Slip op. at 11-12.  Despite this evidence, the panel held that Hill's supervisors were not deliberately indifferent to the rights of others when they allowed Hill to execute sensitive missions.  Id. at *12 ("Even accepted as true and taken as a whole, the above evidence is legally insufficient ... to support a finding of deliberate indifference.")  The panel wrote that "[p]rior indications cannot simply be for any and all 'bad' or unwise acts, but rather must point to the specific violation in question."  Id. at *14.  Thus,

while Hill’s over-“exposed” photography stunt and his earned nickname collectively demonstrate lack of judgment, crudity, and, perhaps illegalities, they do not point to past use of excessive force. Similarly, the traffic stop, while perhaps improper in its own right, did not involve excessive force with a deadly weapon resulting in harm to a citizen in a context similar to the present case.

Id. at *15 (emphasis added).  The court cited favorably an earlier decision, where the Fifth Circuit held that "a habit of displaying a firearm during traffic stops does not constitute a relevant pattern with respect to using deadly force during a traffic stop."  Roberts v. City of Shreveport, 397 F.3d 287, 291 (5th Cir. 2005).  In sum, a supervisor is on notice that his subordinate has a tendancy to violate the rights of others only if the prior rights violations were identical to the ones allged in a supervisory suit. 

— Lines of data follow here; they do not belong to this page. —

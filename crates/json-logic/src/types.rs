use crate::error::{Error, ValidationError};
use crate::eval_ctx::EvalCtx;
use crate::value::Value;
use std::collections::HashMap;
use std::fmt;
use std::sync::Arc;

/// Operator arity.
#[derive(Debug, Clone, Copy, PartialEq, Eq)]
pub enum Arity {
    /// Any number of operands, including none.
    Any,
    /// Exactly `n` operands.
    Fixed(usize),
    /// Between `min` and `max` operands. `None` for max = unlimited.
    Range(usize, Option<usize>),
}

impl Arity {
    pub fn accepts(&self, count: usize) -> bool {
        match *self {
            Arity::Any => true,
            Arity::Fixed(n) => count == n,
            Arity::Range(min, max) => count >= min && max.map_or(true, |max| count <= max),
        }
    }

    /// Whether the operator can take more than one operand.
    ///
    /// A sequence produced by a single rule operand is spread into the
    /// operand list only for such operators.
    pub fn takes_list(&self) -> bool {
        match *self {
            Arity::Any => true,
            Arity::Fixed(n) => n > 1,
            Arity::Range(_, max) => max.map_or(true, |max| max > 1),
        }
    }
}

fn operands(n: usize) -> &'static str {
    if n == 1 {
        "operand"
    } else {
        "operands"
    }
}

impl fmt::Display for Arity {
    fn fmt(&self, f: &mut fmt::Formatter<'_>) -> fmt::Result {
        match *self {
            Arity::Any => f.write_str("any number of operands"),
            Arity::Fixed(n) => write!(f, "{n} {}", operands(n)),
            Arity::Range(min, None) => write!(f, "at least {min} {}", operands(min)),
            Arity::Range(min, Some(max)) => write!(f, "{min} to {max} operands"),
        }
    }
}

/// The type of an operator evaluation function.
///
/// Eager operators receive evaluated operands; lazy ones receive the operand
/// rules as written and evaluate them through `ctx`.
pub type EvalFn = for<'a> fn(&[Value], &EvalCtx<'a>) -> Result<Value, Error>;

/// Static operand check run by the validator over literal operand lists.
/// Returns the reason the operands are malformed.
pub type CheckFn = fn(&[Value]) -> Result<(), &'static str>;

/// An operator definition.
pub struct OperatorDefinition {
    pub name: &'static str,
    pub arity: Arity,
    pub eval_fn: EvalFn,
    /// Operands are handed over unevaluated.
    pub lazy: bool,
    pub check: Option<CheckFn>,
}

impl fmt::Debug for OperatorDefinition {
    fn fmt(&self, f: &mut fmt::Formatter<'_>) -> fmt::Result {
        f.debug_struct("OperatorDefinition")
            .field("name", &self.name)
            .field("arity", &self.arity)
            .field("lazy", &self.lazy)
            .finish()
    }
}

/// Map of operator name -> definition.
pub type OperatorMap = HashMap<String, Arc<OperatorDefinition>>;

/// Asserts that an operator received an acceptable number of operands.
pub fn assert_arity(def: &OperatorDefinition, count: usize) -> Result<(), ValidationError> {
    if def.arity.accepts(count) {
        Ok(())
    } else {
        Err(ValidationError::Arity {
            operator: def.name.to_string(),
            expected: def.arity,
            found: count,
        })
    }
}

/// Builds an `OperatorMap` from a list of operator definitions.
pub fn operators_to_map(operators: Vec<Arc<OperatorDefinition>>) -> OperatorMap {
    operators
        .into_iter()
        .map(|op| (op.name.to_string(), op))
        .collect()
}

#[cfg(test)]
mod tests {
    use super::*;

    #[test]
    fn arity_bounds() {
        assert!(Arity::Any.accepts(0));
        assert!(Arity::Fixed(3).accepts(3));
        assert!(!Arity::Fixed(3).accepts(2));
        assert!(Arity::Range(1, Some(3)).accepts(3));
        assert!(!Arity::Range(1, Some(3)).accepts(0));
        assert!(Arity::Range(1, None).accepts(50));
    }

    #[test]
    fn list_spreading_follows_max_arity() {
        assert!(!Arity::Fixed(1).takes_list());
        assert!(Arity::Fixed(2).takes_list());
        assert!(Arity::Range(1, None).takes_list());
        assert!(!Arity::Range(0, Some(1)).takes_list());
    }

    #[test]
    fn arity_messages() {
        assert_eq!(Arity::Fixed(1).to_string(), "1 operand");
        assert_eq!(Arity::Range(1, Some(3)).to_string(), "1 to 3 operands");
        assert_eq!(Arity::Range(2, None).to_string(), "at least 2 operands");
    }
}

For example, a supervisor would be liable under a failure to train or supervise suit against his subordinate police officer who shoots a motorists only if the officer had previously shot a motorist.  If the officer had previously "merely" pointed his gun or threatened motorists, then the supervisor would not be on notice that the officer might someday actually shoot someone.  Does that sound like a proper notice analysis?

Imagine a company, sued under a negligent hiring claim, argued that they weren't on notice that an employee might go postal because the employee's prior conviction was for armed robbery with a knife.  Would any court hold that the company wasn't on notice that the employee might use a firearm when going postal?

If this notice discussion sounds familiar, that's because it is, and thus, Hope v. Pelzer is instructive.  In Pelzer, Alabama prison guards tied a prisoner's hands to a hitching post, where he was hung for nearly eight hours.  The guards mocked the prisoner as he moaned in pain.  They denied him a restroom break.  When the prisoner requested water, the guards laughed and poured a ladle of water on the guard dogs near the prisoner's feet.

The guards argued that they were entitled to qualified immunity, since no case held that it was cruel and unusual punishment to treat a prisoner in this way.  In other words, there was no notice that this conduct was unconstitutional.  A 6-3 Court rejected this argument, and noted that a state actor can be denied qualified immunity in even novel fact situations where the "obvious cruelty inherent in [a] practice" put the actors on "some notice that their alleged conduct violated Hope’s constitutional protection against cruel and unusual punishment." 

The Fifth Circuit should have employed a similar analysis and held that for purposes of deliberate indifference, a supervisor is on notice of a subordinates potential to engage in rights violations when the subordinate has shown a reckless disregard for civil rights in related contexts.  That is, evidence of prior rights violations and indiscrete or illegal behavior puts the supervisor on notice that his or her subordinate is likely to violate rights in other contexts.

This case has cert.-worthy written all over it.  Like Hope v. Pelzer, it involves an issue of broad application, namely, whether a supervisor is on notice that his subordinate is likely to violate the rights of others. I don't know for sure, but I suspect there is a circuit split on this issue of how similar prior conduct must be before a supervisor is on notice that his subordinate might unreasonably use deadly force.